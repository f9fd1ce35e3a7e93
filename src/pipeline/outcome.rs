//! Per-task outcome contract.
//!
//! Each scraper subprocess prints exactly one outcome line to stdout,
//! bracketed by separator lines, regardless of what happened inside.
//! Failure is conveyed by the message tag, not the exit code, so a
//! subprocess that crashed half-way still produces a well-defined
//! (Failed) outcome on the orchestrator side.

use std::sync::OnceLock;

use regex::Regex;
use serde::{Deserialize, Serialize};

use super::ScrapeTask;

/// Separator bracketing the outcome line on stdout.
pub const OUTCOME_SEPARATOR: &str =
    "==================================================";

const SUCCESS_TAG: &str = "✅";
const WARNING_TAG: &str = "⚠️";
const FAILURE_TAG: &str = "❌";

fn written_re() -> &'static Regex {
    static RE: OnceLock<Regex> = OnceLock::new();
    RE.get_or_init(|| Regex::new(r"(\d+) new offer").unwrap())
}

fn skipped_re() -> &'static Regex {
    static RE: OnceLock<Regex> = OnceLock::new();
    RE.get_or_init(|| Regex::new(r"\((\d+) already current\)").unwrap())
}

/// Terminal result of one scrape task.
///
/// `Succeeded` covers the all-duplicate rerun as `written == 0`;
/// `Partial` means the task ran to completion but had nothing to write
/// (no sellers, marketplace absent, redirects never resolved); `Failed`
/// is reserved for task-fatal conditions.
#[derive(Debug, Clone, PartialEq, Eq, Serialize, Deserialize)]
pub enum TaskOutcome {
    Succeeded {
        written: usize,
        skipped: usize,
        message: String,
    },
    Partial {
        reason: String,
    },
    Failed {
        error: String,
    },
}

impl TaskOutcome {
    /// The single line the subprocess prints between separators.
    pub fn stdout_line(&self) -> String {
        match self {
            TaskOutcome::Succeeded { message, .. } => format!("{} {}", SUCCESS_TAG, message),
            TaskOutcome::Partial { reason } => format!("{} {}", WARNING_TAG, reason),
            TaskOutcome::Failed { error } => format!("{} {}", FAILURE_TAG, error),
        }
    }

    /// Recover an outcome from raw subprocess stdout.
    ///
    /// Scans for the last tagged line so debug noise above the separator
    /// block is tolerated. Counts are recovered from the success message
    /// itself; stdout with no tagged line at all means the subprocess
    /// died before reporting.
    pub fn parse_stdout(raw: &str) -> TaskOutcome {
        let tagged = raw
            .lines()
            .map(str::trim)
            .filter(|line| {
                line.starts_with(SUCCESS_TAG)
                    || line.starts_with(WARNING_TAG)
                    || line.starts_with(FAILURE_TAG)
            })
            .next_back();

        match tagged {
            Some(line) if line.starts_with(SUCCESS_TAG) => {
                let message = line.trim_start_matches(SUCCESS_TAG).trim().to_string();
                let written = capture_usize(written_re(), &message);
                let skipped = capture_usize(skipped_re(), &message);
                TaskOutcome::Succeeded {
                    written,
                    skipped,
                    message,
                }
            }
            Some(line) if line.starts_with(WARNING_TAG) => TaskOutcome::Partial {
                reason: line.trim_start_matches(WARNING_TAG).trim().to_string(),
            },
            Some(line) => TaskOutcome::Failed {
                error: line.trim_start_matches(FAILURE_TAG).trim().to_string(),
            },
            None => {
                let chars: Vec<char> = raw.chars().collect();
                let start = chars.len().saturating_sub(200);
                let tail: String = chars[start..].iter().collect();
                TaskOutcome::Failed {
                    error: format!("no outcome line on stdout (tail: {})", tail.trim()),
                }
            }
        }
    }

    pub fn is_failed(&self) -> bool {
        matches!(self, TaskOutcome::Failed { .. })
    }
}

fn capture_usize(re: &Regex, haystack: &str) -> usize {
    re.captures(haystack)
        .and_then(|c| c.get(1))
        .and_then(|m| m.as_str().parse().ok())
        .unwrap_or(0)
}

/// A finished task together with its outcome, in submission order.
#[derive(Debug, Clone)]
pub struct TaskReport {
    pub task: ScrapeTask,
    pub outcome: TaskOutcome,
}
++++++
Apply a filter for "TaskOutcome" to the entries and show each line that passes.

== Response ==
pub enum TaskOutcome {
impl TaskOutcome {
            TaskOutcome::Succeeded { message, .. } => format!("{} {}", SUCCESS_TAG, message),
            TaskOutcome::Partial { reason } => format!("{} {}", WARNING_TAG, reason),
            TaskOutcome::Failed { error } => format!("{} {}", FAILURE_TAG, error),
    pub fn parse_stdout(raw: &str) -> TaskOutcome {
                TaskOutcome::Succeeded {
            Some(line) if line.starts_with(WARNING_TAG) => TaskOutcome::Partial {
            Some(line) => TaskOutcome::Failed {
                TaskOutcome::Failed {
        matches!(self, TaskOutcome::Failed { .. })
    pub outcome: TaskOutcome,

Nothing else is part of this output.